- [Action item] Please find the number of lines in the material below where the string "crates" occurs, and give only that number.

*** Opening of Input data ***

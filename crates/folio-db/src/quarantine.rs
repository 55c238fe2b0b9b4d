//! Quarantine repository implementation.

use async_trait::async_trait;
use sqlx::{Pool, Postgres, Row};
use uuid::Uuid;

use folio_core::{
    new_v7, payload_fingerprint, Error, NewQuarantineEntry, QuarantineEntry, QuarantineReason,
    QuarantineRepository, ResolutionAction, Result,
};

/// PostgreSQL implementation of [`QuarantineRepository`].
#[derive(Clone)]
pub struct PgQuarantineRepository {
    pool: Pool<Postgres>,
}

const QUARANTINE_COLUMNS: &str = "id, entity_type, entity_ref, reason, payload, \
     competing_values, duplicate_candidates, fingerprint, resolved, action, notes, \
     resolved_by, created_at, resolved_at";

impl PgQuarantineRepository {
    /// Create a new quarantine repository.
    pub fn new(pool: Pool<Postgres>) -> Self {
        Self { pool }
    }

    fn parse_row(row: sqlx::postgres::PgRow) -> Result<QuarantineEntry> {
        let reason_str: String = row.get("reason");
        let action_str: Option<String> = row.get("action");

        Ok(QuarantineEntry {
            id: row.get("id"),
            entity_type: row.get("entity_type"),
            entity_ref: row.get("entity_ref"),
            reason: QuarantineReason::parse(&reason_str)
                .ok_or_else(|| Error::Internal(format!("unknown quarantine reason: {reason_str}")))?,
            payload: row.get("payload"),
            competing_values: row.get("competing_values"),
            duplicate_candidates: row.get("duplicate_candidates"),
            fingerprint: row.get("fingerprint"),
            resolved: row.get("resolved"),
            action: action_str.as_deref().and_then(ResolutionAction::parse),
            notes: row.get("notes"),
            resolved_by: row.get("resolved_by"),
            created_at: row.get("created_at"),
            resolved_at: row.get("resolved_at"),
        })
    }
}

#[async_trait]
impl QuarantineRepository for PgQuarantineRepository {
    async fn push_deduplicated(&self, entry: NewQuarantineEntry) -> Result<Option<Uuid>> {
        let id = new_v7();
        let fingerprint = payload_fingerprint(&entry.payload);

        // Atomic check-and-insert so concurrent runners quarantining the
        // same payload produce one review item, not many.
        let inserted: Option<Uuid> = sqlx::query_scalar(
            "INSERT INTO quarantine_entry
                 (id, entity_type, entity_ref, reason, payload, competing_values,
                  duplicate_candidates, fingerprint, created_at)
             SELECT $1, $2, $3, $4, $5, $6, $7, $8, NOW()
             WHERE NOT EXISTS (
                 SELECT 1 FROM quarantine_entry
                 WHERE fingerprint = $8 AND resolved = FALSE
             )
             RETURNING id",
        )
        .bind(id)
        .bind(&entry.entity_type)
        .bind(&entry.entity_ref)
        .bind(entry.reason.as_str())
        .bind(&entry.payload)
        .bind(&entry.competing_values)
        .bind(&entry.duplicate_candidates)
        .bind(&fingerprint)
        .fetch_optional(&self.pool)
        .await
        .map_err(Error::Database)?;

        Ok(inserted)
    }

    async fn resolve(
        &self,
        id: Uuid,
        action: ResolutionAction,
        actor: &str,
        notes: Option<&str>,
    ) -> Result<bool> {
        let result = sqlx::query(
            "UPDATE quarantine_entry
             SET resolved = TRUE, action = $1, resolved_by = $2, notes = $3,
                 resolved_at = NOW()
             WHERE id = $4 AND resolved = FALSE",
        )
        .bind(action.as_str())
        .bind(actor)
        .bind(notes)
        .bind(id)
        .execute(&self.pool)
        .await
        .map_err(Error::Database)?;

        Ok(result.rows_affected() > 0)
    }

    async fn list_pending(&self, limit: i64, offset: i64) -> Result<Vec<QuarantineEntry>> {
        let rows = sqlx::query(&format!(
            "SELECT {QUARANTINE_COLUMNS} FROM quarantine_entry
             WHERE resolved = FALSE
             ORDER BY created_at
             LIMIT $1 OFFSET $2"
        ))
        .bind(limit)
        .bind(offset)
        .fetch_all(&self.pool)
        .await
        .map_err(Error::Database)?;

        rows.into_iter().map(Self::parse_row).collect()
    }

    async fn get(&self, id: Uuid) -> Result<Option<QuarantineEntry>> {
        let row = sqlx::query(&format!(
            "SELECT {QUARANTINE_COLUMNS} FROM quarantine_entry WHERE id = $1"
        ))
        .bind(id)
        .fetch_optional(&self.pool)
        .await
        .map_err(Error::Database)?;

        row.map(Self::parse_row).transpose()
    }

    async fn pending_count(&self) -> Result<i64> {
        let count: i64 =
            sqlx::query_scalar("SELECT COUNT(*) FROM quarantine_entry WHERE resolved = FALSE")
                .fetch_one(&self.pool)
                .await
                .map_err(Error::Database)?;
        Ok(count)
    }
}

*** Close of Input data ***
*** Opening of Input data ***

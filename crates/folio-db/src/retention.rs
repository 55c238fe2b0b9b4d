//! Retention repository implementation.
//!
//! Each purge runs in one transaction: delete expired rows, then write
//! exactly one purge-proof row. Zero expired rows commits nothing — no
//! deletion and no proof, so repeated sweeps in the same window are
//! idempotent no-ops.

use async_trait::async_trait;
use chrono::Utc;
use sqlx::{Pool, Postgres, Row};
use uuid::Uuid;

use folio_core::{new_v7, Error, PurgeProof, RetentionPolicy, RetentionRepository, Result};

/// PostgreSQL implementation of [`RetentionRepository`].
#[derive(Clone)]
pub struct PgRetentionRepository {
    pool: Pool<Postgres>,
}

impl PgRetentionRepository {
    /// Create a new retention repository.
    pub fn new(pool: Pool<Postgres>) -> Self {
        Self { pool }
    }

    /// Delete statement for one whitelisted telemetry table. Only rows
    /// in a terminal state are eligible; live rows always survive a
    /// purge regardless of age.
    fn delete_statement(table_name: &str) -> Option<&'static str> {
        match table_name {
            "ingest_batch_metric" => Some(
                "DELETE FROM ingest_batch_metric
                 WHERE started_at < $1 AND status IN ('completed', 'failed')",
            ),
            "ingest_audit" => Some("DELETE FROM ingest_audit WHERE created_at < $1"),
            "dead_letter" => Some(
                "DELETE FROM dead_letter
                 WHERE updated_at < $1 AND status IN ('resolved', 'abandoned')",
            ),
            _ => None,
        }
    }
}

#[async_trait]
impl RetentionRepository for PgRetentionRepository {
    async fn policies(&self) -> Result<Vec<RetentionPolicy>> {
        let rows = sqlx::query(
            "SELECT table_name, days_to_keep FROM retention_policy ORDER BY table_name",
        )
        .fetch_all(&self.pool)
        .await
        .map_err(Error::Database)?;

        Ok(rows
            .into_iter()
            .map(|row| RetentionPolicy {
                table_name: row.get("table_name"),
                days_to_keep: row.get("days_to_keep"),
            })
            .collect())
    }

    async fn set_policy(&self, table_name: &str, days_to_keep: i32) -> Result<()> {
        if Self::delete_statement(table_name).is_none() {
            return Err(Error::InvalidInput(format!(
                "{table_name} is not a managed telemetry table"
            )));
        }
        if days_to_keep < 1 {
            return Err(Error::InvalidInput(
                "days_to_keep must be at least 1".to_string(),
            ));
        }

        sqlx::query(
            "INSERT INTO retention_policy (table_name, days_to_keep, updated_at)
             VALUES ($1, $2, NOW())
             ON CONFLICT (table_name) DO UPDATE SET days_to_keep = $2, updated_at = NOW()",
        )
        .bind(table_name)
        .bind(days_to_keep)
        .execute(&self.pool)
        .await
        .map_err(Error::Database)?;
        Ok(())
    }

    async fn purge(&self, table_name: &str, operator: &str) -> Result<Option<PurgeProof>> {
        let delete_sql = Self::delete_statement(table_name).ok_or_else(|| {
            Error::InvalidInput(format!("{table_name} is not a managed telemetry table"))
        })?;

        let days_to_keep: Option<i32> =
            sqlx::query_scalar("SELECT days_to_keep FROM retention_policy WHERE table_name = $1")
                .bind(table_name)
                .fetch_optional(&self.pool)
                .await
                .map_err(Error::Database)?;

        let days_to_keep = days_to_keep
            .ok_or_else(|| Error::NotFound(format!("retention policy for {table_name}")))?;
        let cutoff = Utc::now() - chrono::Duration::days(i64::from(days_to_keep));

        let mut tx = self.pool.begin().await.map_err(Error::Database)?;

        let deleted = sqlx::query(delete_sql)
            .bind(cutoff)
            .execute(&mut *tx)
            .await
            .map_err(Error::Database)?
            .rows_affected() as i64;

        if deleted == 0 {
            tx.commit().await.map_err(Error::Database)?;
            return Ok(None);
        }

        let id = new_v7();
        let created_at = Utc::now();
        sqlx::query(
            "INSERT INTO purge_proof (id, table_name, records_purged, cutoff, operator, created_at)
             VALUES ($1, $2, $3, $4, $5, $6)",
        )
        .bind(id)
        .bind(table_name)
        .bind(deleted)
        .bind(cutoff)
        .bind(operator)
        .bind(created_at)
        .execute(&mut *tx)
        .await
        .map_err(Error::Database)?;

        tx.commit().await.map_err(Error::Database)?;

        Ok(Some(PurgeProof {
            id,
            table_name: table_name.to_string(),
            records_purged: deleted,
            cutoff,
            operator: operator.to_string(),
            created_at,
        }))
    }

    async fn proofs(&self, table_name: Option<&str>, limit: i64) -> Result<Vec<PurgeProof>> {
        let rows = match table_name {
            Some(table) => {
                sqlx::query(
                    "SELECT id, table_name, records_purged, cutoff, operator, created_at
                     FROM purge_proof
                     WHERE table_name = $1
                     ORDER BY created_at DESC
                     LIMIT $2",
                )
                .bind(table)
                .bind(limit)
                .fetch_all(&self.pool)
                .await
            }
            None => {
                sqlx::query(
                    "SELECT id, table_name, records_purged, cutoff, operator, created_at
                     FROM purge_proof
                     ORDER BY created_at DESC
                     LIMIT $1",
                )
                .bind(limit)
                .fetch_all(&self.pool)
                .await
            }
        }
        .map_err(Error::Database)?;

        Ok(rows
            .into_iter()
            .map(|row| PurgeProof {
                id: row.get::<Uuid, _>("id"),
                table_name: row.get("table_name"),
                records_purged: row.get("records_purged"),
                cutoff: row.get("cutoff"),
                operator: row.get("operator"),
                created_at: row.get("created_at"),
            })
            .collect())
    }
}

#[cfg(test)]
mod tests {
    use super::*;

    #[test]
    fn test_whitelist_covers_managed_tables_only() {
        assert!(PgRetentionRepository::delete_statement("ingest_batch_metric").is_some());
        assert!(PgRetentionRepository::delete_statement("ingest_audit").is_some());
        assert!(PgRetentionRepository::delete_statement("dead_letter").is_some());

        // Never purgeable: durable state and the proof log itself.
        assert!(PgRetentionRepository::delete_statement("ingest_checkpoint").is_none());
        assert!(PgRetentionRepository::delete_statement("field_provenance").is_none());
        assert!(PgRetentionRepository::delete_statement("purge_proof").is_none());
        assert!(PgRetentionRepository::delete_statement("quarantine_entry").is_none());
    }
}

*** Close of Input data ***

- [Reply] 2